*** Block opens ***
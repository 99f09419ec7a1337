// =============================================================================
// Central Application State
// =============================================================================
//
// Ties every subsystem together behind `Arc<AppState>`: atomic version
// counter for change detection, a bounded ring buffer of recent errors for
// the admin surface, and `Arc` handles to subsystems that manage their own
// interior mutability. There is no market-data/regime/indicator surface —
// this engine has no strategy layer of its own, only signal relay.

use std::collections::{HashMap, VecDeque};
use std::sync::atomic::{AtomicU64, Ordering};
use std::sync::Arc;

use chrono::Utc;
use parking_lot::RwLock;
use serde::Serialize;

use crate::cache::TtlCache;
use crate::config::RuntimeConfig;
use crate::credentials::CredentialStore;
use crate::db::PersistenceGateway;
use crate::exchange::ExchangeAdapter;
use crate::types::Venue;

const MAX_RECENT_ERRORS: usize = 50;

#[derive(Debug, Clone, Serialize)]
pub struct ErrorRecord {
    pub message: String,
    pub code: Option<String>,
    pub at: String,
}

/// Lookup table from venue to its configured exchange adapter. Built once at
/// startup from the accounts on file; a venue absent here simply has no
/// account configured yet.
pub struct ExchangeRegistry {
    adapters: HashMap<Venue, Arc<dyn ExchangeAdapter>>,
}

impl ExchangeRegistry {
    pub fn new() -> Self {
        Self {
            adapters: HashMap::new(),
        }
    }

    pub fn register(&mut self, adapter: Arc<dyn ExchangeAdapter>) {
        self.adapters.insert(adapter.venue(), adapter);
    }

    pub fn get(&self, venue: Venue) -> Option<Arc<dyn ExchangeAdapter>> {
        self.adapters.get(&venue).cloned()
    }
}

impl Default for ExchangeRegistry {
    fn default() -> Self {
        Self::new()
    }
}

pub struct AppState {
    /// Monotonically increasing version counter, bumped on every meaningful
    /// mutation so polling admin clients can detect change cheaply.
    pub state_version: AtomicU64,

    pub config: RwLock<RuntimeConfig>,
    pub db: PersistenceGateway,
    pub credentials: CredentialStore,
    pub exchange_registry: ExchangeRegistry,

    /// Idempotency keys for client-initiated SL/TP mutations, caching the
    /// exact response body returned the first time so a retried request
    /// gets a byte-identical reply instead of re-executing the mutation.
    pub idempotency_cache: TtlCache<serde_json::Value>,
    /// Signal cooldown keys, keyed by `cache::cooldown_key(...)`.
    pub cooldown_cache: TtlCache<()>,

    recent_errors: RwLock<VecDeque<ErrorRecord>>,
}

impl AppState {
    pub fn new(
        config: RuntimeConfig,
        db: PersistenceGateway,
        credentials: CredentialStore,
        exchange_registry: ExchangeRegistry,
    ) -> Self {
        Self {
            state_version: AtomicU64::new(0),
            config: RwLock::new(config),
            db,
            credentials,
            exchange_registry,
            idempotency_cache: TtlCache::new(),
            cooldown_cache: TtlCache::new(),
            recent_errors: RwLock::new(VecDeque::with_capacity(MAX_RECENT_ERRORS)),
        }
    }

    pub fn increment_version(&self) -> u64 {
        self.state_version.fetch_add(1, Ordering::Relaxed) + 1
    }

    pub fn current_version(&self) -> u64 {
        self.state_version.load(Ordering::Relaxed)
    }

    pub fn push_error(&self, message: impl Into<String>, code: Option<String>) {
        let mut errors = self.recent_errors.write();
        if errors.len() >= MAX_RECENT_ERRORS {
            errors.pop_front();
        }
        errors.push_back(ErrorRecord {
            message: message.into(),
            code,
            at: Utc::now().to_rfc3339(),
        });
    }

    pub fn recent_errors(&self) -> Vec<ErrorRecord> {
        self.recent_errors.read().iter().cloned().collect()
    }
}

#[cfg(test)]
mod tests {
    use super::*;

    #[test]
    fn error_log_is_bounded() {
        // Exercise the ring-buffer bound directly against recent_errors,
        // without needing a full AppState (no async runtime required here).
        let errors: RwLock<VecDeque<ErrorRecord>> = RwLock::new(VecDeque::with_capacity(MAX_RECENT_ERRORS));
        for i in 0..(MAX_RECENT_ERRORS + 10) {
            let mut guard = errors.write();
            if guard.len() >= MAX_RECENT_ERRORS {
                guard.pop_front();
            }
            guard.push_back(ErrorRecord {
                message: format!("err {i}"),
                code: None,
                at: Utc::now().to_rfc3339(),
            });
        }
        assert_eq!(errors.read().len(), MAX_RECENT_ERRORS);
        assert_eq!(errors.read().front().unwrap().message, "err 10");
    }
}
*** Block closes ***
*** Block opens ***
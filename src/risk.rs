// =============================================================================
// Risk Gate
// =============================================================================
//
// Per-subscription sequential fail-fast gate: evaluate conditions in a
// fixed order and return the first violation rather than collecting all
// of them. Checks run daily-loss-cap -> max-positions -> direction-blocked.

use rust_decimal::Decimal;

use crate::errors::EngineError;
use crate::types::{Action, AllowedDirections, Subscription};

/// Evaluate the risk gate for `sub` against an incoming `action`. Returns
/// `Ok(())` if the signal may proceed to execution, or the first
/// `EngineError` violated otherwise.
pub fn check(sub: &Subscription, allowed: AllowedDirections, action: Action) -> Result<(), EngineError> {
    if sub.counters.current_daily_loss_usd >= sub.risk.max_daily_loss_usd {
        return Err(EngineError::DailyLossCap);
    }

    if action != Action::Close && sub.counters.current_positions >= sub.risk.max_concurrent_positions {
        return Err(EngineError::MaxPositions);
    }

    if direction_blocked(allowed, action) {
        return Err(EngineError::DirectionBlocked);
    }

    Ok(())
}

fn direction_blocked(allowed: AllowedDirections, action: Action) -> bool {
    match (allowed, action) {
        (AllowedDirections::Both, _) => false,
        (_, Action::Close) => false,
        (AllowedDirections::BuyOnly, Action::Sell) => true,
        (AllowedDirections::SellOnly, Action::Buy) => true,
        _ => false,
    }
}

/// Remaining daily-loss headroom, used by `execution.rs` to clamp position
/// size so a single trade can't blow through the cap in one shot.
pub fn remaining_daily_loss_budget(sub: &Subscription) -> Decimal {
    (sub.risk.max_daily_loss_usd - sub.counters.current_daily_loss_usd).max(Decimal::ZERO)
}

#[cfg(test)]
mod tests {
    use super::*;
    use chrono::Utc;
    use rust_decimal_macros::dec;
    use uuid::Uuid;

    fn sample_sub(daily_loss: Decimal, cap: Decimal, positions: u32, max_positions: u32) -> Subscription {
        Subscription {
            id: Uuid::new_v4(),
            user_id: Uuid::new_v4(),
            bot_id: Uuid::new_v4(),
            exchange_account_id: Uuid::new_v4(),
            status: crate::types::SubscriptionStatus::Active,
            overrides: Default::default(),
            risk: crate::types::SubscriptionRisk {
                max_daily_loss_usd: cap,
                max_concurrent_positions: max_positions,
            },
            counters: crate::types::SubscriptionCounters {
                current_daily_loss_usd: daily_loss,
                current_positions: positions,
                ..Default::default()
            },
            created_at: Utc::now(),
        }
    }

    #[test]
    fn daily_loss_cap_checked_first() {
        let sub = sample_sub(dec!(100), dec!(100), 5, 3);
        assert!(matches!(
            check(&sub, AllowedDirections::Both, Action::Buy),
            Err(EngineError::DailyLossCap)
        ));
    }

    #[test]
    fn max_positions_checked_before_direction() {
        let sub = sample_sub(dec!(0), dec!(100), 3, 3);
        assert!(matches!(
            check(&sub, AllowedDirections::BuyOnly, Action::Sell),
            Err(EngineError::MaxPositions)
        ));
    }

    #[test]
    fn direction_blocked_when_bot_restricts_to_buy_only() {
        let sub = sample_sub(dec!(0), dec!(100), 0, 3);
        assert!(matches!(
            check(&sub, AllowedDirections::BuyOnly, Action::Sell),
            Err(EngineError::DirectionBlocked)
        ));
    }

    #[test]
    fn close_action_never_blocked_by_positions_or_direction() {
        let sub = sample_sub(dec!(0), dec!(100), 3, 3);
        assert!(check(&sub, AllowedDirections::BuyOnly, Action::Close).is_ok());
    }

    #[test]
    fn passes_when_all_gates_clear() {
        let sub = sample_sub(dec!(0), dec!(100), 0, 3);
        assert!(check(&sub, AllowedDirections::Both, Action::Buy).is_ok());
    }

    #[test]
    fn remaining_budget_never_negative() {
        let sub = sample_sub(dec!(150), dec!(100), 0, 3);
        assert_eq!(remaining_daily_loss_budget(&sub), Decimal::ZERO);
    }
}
*** Block closes ***
- **What the task asks**
Within the entries, determine the count of lines containing the string "AllowedDirections" and output it alone.

- **Completed exercise**
11